Attention: Annie Masullo, General Counsel
101 Green Street (@ Battery)
San Francisco, CA 94111
Tel: (415) 678-3203
Fax: (415) 678-3300

Copy to:

 

Stoel Rives LLP
Attention: Todd A. Bauman, Esq.
900 SW Fifth Avenue, Suite 2600
Portland, Oregon 97204-1268
Tel: (503) 294-9812
Fax: (503) 220-2480

Any Party may send any notice, request, demand, claim, or other communication hereunder to the intended recipient at the address set forth above using any other means (including personal delivery, expedited courier, messenger service, telecopy, telex, ordinary mail, or electronic mail), but no such notice, request, demand, claim, or other communication shall be deemed to have been duly given unless and until it actually is received by the intended recipient. Any Party may change the address to which notices, requests, demands, claims, and other communications hereunder are to be delivered by giving the other Parties notice in the manner set forth in this Agreement.

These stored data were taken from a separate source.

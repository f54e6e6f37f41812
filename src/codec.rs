// src/codec.rs

//! The compress and decompress drivers over complete archives.
//!
//! Archive layout: a 32-bit magic word, the pre-order tree header, then the
//! payload codes terminated by exactly one end-of-stream code. There is no
//! length field and no checksum; the sentinel code is the only terminator.

use crate::bitstream::{BitReader, BitWriter};
use crate::huffman::{build_tree, header, CodeTable, FrequencyTable, HuffNode, Symbol};
use crate::utils::error::{HuffError, Result};
use log::{debug, trace};
use std::io::{Read, Seek, SeekFrom, Write};

/// Marker identifying a huffpack archive; the first 32 bits of every
/// stream this crate writes.
pub const MAGIC: u32 = 0xFACE_8201;

const READ_CHUNK: usize = 8 * 1024;

/// Compresses `input` into a huffpack archive on `output`.
///
/// The input is read twice, once to count byte frequencies and once to
/// emit codes, so it must be seekable; the second pass rewinds to wherever
/// the stream stood when the call began. The output is flushed (with the
/// trailing partial byte zero-filled) before returning.
pub fn compress<R: Read + Seek, W: Write>(input: &mut R, output: W) -> Result<W> {
    let start = input.stream_position()?;

    let frequencies = FrequencyTable::from_reader(input)?;
    let root = build_tree(&frequencies);
    let codes = CodeTable::from_tree(&root)?;
    debug!(
        "counted {} bytes, {} distinct symbols",
        frequencies.total_bytes(),
        codes.len()
    );

    let mut writer = BitWriter::new(output);
    writer.write_bits(MAGIC, 32)?;
    header::write_tree(&root, &mut writer)?;
    trace!("header complete after {} bits", writer.bits_written());

    input.seek(SeekFrom::Start(start))?;
    write_payload(input, &codes, &mut writer)?;

    let total_bits = writer.bits_written();
    debug!(
        "wrote {} bits ({} bytes on disk)",
        total_bits,
        total_bits.div_ceil(8)
    );
    writer.finish()
}

/// Second pass: every input byte becomes its code, and the end-of-stream
/// code goes out exactly once after the last byte. A byte without a code
/// would mean the counting pass missed it; that must fail loudly rather
/// than corrupt the stream by writing nothing.
fn write_payload<R: Read, W: Write>(
    input: &mut R,
    codes: &CodeTable,
    writer: &mut BitWriter<W>,
) -> Result<()> {
    let mut chunk = [0u8; READ_CHUNK];
    loop {
        let n = input.read(&mut chunk)?;
        if n == 0 {
            break;
        }
        for &byte in &chunk[..n] {
            let symbol = Symbol::Byte(byte);
            let code = codes
                .get(symbol)
                .ok_or(HuffError::MissingCode(symbol.index() as u16))?;
            writer.write_code(&code)?;
        }
    }
    let end = codes
        .get(Symbol::EndOfStream)
        .ok_or(HuffError::MissingCode(Symbol::EndOfStream.index() as u16))?;
    writer.write_code(&end)
}

/// Decompresses a huffpack archive from `input` onto `output`, flushing
/// the output before returning.
pub fn decompress<R: Read, W: Write>(input: R, output: &mut W) -> Result<()> {
    let mut reader = BitReader::new(input);

    let found = reader.read_bits(32)?.ok_or(HuffError::TruncatedHeader)?;
    if found != MAGIC {
        return Err(HuffError::BadMagic {
            expected: MAGIC,
            found,
        });
    }

    let root = header::read_tree(&mut reader)?;
    trace!("tree header parsed after {} bits", reader.bits_read());

    let written = read_payload(&root, &mut reader, output)?;
    debug!("decoded {} bytes from {} bits", written, reader.bits_read());
    output.flush()?;
    Ok(())
}

/// Walks the tree one bit at a time: `0` descends left, `1` descends
/// right; a leaf emits its byte and resets the cursor. The end-of-stream
/// leaf is the only valid way out of the loop, so bit exhaustion before it
/// means the archive was cut short. A lone-leaf tree has no descents; one
/// bit is still consumed per symbol, mirroring the encoder's 1-bit
/// convention for that shape.
fn read_payload<R: Read, W: Write>(
    root: &HuffNode,
    reader: &mut BitReader<R>,
    output: &mut W,
) -> Result<u64> {
    let mut written = 0u64;
    let mut cursor = root;
    loop {
        let bit = reader.read_bit()?.ok_or(HuffError::TruncatedPayload)?;
        if let HuffNode::Internal { left, right } = cursor {
            cursor = if bit { right } else { left };
        }
        if let HuffNode::Leaf { symbol } = cursor {
            match symbol {
                Symbol::EndOfStream => return Ok(written),
                Symbol::Byte(byte) => {
                    output.write_all(&[*byte])?;
                    written += 1;
                    cursor = root;
                }
            }
        }
    }
}

/// Compresses a byte slice into a fresh archive.
pub fn compress_bytes(data: &[u8]) -> Result<Vec<u8>> {
    let mut input = std::io::Cursor::new(data);
    compress(&mut input, Vec::new())
}

/// Decompresses an archive held in memory.
pub fn decompress_bytes(archive: &[u8]) -> Result<Vec<u8>> {
    let mut output = Vec::new();
    decompress(std::io::Cursor::new(archive), &mut output)?;
    Ok(output)
}

#[cfg(test)]
mod tests {
    use super::*;

    #[test]
    fn archive_starts_with_the_magic_word() {
        let archive = compress_bytes(b"AAAB").unwrap();
        assert_eq!(&archive[..4], &MAGIC.to_be_bytes());
    }

    #[test]
    fn three_a_one_b_payload_bits() {
        // Codes under the documented tie-break: 'A' = 1, 'B' = 00, end
        // marker = 01. Payload for AAAB: 1 1 1 00 01.
        let archive = compress_bytes(b"AAAB").unwrap();
        // Header: magic (32 bits) then the five-node tree: 0 0 1+B 1+EOF 1+A
        // = 2 + 3 * 10 = 32 bits, so the payload starts byte-aligned at
        // offset 8.
        assert_eq!(archive.len(), 9);
        assert_eq!(archive[8], 0b1110_0010);
    }

    #[test]
    fn rejects_wrong_magic() {
        let mut archive = compress_bytes(b"hello").unwrap();
        archive[0] ^= 0x01;
        let err = decompress_bytes(&archive).unwrap_err();
        assert!(matches!(err, HuffError::BadMagic { .. }));
    }

    #[test]
    fn compress_resumes_from_the_current_position() {
        let mut input = std::io::Cursor::new(b"skip!payload".to_vec());
        input.set_position(5);
        let archive = compress(&mut input, Vec::new()).unwrap();
        assert_eq!(decompress_bytes(&archive).unwrap(), b"payload");
    }
}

    11.8 Governing Law. This Agreement shall be governed by and construed in accordance with the domestic laws of the State of California without giving effect to any choice or conflict of law provision, rule or principle (whether of the State of California or any other jurisdiction) that would cause the application of the laws of any jurisdiction other than the State of California.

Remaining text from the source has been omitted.